Collected data:
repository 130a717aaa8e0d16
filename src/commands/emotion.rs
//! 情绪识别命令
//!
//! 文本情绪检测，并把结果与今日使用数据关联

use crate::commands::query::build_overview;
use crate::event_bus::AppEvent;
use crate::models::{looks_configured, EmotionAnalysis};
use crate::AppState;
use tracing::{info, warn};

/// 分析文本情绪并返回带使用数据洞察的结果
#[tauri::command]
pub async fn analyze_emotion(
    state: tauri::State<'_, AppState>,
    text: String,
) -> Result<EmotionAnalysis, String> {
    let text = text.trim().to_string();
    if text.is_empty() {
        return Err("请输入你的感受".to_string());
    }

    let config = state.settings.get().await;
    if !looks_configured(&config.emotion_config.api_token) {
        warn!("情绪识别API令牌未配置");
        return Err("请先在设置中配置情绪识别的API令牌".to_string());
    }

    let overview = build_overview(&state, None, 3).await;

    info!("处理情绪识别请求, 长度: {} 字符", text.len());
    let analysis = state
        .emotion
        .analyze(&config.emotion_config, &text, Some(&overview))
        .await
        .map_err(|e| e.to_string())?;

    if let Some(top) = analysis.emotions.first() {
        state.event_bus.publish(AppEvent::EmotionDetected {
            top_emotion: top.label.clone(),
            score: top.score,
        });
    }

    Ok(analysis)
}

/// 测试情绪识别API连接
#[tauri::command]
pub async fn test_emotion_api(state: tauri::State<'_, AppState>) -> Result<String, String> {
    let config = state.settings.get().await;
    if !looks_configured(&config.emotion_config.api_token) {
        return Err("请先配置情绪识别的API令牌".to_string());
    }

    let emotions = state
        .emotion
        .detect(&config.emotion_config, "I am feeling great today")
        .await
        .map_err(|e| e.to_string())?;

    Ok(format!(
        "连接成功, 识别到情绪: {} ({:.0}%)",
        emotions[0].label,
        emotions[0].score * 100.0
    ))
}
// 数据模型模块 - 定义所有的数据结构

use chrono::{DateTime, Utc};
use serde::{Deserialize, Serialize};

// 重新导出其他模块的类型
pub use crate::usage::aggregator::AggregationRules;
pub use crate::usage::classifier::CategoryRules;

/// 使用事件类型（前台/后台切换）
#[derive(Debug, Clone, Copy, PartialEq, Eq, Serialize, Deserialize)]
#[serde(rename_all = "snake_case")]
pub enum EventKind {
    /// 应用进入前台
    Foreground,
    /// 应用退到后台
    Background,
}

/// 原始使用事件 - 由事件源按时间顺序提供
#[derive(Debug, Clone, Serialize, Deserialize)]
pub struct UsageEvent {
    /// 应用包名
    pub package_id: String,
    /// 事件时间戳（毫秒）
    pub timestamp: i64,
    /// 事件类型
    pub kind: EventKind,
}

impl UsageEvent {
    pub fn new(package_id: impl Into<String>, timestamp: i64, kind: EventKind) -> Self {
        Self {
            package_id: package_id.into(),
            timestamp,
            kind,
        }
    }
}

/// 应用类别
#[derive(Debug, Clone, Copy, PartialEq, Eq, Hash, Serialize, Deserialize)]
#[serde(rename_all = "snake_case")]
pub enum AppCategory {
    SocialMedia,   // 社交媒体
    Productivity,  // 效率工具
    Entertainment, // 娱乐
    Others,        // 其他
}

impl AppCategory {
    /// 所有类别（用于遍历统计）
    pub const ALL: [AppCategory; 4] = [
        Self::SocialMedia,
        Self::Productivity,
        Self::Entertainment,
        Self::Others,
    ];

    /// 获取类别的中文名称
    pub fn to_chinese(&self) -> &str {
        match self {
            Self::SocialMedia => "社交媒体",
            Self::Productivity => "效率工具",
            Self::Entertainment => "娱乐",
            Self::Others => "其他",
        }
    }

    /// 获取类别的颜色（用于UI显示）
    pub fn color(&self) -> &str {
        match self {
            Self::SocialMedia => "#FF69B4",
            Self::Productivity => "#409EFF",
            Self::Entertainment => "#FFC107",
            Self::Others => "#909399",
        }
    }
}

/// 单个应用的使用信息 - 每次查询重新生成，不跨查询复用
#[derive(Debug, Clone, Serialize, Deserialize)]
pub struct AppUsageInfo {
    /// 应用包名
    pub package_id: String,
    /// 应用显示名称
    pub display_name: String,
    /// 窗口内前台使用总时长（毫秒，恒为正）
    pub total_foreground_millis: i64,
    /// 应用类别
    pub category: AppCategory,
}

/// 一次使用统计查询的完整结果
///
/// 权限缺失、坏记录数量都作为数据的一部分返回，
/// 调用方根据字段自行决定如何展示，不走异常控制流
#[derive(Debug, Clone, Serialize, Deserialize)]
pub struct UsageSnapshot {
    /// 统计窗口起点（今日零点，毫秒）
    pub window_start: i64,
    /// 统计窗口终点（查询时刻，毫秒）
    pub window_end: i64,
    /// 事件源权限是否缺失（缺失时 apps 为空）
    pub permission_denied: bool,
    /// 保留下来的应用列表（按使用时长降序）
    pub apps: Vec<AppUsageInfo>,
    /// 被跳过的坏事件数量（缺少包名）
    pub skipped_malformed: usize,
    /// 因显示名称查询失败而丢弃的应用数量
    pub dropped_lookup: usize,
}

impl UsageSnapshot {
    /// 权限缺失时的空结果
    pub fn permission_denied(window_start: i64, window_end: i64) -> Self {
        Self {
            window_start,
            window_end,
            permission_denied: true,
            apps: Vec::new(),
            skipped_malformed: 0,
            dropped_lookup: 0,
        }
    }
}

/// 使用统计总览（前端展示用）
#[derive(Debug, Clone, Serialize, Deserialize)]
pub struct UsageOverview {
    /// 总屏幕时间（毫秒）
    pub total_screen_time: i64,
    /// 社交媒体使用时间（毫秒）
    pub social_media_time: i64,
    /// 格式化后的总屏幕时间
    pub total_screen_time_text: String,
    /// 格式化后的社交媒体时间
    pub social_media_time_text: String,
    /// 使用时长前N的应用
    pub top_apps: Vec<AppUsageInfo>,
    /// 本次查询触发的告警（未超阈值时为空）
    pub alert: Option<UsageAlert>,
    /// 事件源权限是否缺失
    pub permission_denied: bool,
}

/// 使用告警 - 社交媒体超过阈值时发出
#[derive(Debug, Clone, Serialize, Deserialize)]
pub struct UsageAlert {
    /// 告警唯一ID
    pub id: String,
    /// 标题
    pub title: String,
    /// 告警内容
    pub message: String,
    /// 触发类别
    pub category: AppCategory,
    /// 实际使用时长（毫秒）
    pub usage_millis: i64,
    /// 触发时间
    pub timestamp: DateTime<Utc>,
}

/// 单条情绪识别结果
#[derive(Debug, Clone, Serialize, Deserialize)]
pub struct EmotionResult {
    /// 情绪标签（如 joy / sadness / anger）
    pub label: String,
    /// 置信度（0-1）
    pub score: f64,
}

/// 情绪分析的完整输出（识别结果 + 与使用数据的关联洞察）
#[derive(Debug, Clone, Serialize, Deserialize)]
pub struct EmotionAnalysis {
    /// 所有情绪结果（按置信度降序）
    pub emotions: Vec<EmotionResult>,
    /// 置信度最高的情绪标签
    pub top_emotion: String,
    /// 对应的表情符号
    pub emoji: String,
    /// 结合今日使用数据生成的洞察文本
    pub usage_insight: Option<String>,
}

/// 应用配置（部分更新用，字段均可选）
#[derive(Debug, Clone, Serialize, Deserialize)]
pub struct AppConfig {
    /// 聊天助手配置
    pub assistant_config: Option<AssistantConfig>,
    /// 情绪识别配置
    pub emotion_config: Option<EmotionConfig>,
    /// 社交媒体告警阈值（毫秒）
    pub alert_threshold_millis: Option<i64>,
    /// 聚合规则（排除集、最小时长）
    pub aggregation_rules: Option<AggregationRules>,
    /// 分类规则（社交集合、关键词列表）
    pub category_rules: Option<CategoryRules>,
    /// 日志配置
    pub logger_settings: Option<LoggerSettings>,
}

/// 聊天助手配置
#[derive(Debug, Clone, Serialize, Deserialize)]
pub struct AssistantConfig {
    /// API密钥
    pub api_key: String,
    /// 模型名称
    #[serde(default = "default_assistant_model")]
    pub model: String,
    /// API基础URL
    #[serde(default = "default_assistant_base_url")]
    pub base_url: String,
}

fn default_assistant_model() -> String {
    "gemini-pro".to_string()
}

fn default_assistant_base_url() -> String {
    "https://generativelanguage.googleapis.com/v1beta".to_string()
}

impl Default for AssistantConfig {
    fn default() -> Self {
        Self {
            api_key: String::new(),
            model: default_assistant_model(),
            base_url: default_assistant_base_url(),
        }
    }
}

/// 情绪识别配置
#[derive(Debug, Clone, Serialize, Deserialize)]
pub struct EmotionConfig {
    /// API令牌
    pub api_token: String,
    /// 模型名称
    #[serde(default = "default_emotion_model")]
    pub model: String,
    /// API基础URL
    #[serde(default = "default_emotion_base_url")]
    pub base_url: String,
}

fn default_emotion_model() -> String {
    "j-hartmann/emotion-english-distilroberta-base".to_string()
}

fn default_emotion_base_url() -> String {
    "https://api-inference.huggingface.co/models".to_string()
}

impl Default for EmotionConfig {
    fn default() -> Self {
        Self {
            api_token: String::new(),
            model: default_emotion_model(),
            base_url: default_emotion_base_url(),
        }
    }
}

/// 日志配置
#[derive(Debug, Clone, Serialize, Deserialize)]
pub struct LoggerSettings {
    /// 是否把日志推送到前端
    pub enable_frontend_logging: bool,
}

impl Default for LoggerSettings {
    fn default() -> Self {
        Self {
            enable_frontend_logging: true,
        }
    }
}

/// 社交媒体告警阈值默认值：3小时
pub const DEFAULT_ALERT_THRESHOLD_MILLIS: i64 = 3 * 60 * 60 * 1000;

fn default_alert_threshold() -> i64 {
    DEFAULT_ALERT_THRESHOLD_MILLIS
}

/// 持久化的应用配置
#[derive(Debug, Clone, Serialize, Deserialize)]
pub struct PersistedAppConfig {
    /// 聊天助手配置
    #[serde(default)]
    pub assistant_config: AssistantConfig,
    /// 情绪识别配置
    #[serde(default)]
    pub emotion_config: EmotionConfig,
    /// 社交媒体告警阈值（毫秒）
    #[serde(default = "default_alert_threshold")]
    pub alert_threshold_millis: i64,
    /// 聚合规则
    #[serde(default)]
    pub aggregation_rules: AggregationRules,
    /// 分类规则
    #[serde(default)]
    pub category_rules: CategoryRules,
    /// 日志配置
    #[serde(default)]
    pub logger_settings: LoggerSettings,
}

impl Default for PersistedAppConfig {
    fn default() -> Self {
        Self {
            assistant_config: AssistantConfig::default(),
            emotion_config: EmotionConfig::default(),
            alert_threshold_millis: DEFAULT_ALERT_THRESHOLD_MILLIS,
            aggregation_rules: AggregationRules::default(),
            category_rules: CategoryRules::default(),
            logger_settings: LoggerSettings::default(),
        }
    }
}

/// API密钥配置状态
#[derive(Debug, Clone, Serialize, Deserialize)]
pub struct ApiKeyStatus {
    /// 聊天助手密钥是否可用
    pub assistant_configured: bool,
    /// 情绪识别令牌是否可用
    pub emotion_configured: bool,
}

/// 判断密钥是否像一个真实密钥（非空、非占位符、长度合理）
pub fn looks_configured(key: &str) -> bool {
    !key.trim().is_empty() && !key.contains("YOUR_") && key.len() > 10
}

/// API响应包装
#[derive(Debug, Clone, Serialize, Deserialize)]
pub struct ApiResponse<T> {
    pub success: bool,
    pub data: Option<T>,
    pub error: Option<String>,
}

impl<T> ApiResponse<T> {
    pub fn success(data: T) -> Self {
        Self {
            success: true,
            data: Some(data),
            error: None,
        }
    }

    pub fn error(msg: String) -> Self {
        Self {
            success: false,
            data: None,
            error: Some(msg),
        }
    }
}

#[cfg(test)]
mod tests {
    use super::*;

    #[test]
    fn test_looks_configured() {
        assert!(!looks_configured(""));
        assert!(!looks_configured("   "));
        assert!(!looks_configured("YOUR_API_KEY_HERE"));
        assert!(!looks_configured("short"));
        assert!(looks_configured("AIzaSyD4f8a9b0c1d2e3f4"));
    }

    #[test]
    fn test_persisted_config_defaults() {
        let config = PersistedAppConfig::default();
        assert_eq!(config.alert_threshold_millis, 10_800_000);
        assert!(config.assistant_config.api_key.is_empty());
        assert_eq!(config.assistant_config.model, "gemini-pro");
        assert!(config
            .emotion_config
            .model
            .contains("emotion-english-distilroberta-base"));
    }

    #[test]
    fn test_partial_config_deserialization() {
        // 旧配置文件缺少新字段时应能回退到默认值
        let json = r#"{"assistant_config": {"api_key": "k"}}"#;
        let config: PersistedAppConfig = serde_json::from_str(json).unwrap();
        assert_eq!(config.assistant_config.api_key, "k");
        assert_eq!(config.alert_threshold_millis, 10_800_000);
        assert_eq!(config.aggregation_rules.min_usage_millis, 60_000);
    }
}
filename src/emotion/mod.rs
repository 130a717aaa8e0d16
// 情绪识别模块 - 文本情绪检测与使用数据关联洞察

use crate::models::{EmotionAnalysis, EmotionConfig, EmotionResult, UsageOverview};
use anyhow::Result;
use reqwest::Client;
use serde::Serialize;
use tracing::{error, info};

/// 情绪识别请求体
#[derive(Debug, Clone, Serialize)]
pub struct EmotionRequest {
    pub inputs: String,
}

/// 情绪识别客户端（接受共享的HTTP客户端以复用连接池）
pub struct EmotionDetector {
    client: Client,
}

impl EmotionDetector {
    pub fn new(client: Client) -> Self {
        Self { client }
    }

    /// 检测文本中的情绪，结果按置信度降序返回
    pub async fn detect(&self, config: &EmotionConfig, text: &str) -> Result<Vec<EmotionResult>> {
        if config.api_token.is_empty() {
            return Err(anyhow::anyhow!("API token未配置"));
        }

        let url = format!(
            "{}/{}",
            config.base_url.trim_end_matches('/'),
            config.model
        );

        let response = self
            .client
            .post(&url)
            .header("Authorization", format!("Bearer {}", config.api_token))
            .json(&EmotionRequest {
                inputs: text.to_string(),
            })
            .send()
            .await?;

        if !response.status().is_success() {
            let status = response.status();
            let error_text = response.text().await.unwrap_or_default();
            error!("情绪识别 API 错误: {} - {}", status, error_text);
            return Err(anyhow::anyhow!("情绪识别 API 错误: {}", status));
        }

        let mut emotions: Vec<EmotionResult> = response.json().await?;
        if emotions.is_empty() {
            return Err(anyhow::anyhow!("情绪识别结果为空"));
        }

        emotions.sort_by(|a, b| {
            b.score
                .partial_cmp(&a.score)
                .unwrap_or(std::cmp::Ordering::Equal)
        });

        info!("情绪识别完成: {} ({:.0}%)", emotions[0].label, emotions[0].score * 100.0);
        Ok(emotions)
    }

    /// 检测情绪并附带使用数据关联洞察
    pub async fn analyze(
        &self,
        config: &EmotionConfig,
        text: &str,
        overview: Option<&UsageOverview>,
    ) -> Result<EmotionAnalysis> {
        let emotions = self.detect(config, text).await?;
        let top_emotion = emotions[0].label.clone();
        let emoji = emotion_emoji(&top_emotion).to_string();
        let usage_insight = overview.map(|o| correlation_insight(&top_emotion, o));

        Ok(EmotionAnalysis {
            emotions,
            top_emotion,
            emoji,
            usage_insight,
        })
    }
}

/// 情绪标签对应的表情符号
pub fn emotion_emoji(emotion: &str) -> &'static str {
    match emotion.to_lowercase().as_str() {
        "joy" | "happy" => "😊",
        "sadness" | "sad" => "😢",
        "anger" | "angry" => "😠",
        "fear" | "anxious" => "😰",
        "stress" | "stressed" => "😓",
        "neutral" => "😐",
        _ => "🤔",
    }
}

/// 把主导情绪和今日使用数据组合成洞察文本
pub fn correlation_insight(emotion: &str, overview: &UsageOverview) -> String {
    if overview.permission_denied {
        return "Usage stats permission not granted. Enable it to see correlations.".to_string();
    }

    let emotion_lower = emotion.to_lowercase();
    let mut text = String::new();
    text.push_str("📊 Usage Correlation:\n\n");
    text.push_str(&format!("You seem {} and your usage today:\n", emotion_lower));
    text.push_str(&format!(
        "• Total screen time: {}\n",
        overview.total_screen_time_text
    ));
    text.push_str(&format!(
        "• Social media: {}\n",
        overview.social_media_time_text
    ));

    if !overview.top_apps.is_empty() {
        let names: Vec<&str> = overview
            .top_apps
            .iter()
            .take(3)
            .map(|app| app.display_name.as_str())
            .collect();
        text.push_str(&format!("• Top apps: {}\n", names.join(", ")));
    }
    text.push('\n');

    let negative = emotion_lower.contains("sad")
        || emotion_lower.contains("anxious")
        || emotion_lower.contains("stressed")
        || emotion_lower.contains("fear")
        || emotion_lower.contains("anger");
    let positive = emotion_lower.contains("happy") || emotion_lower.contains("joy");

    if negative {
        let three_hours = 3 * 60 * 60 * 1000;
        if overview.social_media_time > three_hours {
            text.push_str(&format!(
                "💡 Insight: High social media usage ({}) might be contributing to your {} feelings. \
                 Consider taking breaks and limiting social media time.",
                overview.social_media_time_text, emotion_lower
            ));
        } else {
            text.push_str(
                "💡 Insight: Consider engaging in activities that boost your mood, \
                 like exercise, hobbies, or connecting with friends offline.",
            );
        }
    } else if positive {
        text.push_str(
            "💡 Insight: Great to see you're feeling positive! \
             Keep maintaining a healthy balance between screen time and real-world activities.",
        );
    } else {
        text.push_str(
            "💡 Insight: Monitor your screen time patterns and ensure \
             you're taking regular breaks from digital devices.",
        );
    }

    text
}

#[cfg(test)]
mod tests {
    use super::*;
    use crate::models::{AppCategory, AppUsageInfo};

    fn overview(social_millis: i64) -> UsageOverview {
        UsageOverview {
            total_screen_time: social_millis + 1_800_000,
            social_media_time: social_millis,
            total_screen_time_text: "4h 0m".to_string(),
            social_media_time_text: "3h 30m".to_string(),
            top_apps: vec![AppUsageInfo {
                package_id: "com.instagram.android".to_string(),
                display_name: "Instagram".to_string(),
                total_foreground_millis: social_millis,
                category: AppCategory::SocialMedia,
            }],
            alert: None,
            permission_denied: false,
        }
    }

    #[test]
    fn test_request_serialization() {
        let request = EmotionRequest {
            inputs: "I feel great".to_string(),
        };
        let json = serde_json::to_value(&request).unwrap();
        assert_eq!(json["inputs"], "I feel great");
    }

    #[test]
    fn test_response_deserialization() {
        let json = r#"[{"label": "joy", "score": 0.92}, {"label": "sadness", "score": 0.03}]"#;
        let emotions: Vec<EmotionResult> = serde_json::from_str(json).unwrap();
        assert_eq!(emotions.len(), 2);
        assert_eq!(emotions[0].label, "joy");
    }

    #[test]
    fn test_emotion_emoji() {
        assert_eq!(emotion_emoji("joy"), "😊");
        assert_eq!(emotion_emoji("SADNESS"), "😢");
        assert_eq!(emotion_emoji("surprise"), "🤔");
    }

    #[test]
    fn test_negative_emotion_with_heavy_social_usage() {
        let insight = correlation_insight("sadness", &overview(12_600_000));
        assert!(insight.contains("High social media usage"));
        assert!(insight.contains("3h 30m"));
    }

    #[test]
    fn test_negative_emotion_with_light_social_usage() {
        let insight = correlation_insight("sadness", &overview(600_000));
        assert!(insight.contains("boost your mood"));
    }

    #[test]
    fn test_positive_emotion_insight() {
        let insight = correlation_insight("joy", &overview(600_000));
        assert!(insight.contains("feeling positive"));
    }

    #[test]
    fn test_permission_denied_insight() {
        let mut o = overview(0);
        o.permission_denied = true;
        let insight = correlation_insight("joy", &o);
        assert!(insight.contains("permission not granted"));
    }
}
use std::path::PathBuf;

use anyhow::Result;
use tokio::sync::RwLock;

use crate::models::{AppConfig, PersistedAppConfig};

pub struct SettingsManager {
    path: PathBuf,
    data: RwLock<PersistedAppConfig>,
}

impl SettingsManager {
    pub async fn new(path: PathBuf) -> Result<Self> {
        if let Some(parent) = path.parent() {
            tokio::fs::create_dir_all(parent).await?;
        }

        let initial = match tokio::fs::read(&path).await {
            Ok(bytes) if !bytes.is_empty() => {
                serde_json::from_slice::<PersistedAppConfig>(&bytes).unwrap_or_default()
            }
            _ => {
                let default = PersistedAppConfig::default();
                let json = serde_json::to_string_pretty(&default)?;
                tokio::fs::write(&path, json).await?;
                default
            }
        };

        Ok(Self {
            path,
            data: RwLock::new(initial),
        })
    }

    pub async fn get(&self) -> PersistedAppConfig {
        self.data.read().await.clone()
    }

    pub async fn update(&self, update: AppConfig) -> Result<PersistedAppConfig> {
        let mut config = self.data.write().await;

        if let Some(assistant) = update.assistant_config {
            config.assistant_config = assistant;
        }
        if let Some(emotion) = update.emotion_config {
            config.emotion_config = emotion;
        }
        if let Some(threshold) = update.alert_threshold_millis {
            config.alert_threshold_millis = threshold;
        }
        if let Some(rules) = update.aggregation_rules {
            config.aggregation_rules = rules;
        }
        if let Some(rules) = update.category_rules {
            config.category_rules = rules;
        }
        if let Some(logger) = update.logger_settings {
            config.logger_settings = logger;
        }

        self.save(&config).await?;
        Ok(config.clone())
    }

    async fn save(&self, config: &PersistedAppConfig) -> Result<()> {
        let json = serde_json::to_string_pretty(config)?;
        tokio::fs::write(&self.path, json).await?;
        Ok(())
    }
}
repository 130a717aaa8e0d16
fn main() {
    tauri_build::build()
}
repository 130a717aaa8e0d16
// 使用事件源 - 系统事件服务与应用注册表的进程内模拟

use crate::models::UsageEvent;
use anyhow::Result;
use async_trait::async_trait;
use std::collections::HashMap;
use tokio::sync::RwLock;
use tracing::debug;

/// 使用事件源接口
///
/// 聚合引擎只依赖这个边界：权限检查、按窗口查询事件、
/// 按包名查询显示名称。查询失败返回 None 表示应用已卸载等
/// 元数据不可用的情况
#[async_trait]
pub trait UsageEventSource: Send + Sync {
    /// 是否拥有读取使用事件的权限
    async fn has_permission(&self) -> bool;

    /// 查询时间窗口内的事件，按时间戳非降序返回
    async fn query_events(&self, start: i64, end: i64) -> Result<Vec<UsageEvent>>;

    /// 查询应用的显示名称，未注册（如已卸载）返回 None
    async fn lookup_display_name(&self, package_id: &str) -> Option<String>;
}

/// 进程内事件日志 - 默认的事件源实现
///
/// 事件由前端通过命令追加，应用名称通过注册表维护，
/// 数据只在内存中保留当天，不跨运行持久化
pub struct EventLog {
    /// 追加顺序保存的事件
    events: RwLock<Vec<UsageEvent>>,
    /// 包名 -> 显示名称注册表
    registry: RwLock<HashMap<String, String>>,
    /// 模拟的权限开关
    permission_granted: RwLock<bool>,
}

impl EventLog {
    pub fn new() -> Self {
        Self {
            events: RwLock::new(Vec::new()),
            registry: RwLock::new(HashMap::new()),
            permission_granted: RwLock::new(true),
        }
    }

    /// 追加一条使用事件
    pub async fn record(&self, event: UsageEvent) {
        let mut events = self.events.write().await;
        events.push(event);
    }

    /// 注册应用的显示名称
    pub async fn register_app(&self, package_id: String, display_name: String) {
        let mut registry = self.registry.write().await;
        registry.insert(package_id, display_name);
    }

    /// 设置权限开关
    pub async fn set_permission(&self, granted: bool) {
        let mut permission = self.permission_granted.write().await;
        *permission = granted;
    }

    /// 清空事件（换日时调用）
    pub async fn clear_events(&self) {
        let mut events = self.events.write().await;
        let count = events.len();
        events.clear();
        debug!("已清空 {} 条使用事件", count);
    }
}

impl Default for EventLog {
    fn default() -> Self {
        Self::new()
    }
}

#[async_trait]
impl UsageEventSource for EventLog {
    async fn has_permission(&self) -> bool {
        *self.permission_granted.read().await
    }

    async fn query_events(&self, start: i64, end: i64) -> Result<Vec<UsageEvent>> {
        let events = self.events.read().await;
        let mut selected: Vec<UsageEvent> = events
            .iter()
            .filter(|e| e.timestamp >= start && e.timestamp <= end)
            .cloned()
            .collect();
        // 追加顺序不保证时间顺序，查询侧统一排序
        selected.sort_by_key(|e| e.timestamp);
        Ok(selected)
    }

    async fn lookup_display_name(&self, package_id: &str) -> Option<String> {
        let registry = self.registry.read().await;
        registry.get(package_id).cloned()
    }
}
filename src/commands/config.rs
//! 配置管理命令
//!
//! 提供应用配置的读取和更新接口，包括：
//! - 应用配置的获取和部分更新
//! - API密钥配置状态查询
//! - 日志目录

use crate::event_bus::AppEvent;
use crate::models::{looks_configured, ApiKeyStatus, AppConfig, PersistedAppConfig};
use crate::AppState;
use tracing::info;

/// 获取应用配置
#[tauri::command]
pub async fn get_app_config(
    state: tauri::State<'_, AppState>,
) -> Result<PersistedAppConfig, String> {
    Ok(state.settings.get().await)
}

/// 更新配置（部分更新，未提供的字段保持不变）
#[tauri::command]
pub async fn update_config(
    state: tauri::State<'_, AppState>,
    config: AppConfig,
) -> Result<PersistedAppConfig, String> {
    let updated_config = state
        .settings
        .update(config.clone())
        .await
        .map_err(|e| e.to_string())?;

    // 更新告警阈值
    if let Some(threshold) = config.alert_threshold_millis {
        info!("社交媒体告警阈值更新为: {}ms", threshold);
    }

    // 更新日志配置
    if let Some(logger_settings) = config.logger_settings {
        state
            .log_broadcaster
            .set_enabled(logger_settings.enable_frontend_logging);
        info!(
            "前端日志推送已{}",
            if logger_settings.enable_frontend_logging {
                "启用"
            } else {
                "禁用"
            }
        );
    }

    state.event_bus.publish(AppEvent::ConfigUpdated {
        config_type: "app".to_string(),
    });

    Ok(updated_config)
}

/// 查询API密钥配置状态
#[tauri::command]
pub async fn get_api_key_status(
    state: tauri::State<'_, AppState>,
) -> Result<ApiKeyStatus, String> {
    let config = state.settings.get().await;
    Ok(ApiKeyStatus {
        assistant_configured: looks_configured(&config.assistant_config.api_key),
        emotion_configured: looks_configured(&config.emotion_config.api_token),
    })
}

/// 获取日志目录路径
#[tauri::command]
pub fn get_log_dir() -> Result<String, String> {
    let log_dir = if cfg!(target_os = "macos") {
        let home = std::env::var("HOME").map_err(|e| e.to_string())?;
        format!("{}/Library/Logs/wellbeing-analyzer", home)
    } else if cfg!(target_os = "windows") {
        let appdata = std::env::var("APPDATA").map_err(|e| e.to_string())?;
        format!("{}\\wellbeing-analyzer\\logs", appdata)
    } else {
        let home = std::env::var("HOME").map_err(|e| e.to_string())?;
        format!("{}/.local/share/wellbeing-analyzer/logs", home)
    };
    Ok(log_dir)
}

## Problem statement
Go over the data above and copy every line that has the word "High" in it.

## Response box
                "💡 Insight: High social media usage ({}) might be contributing to your {} feelings. \
        assert!(insight.contains("High social media usage"));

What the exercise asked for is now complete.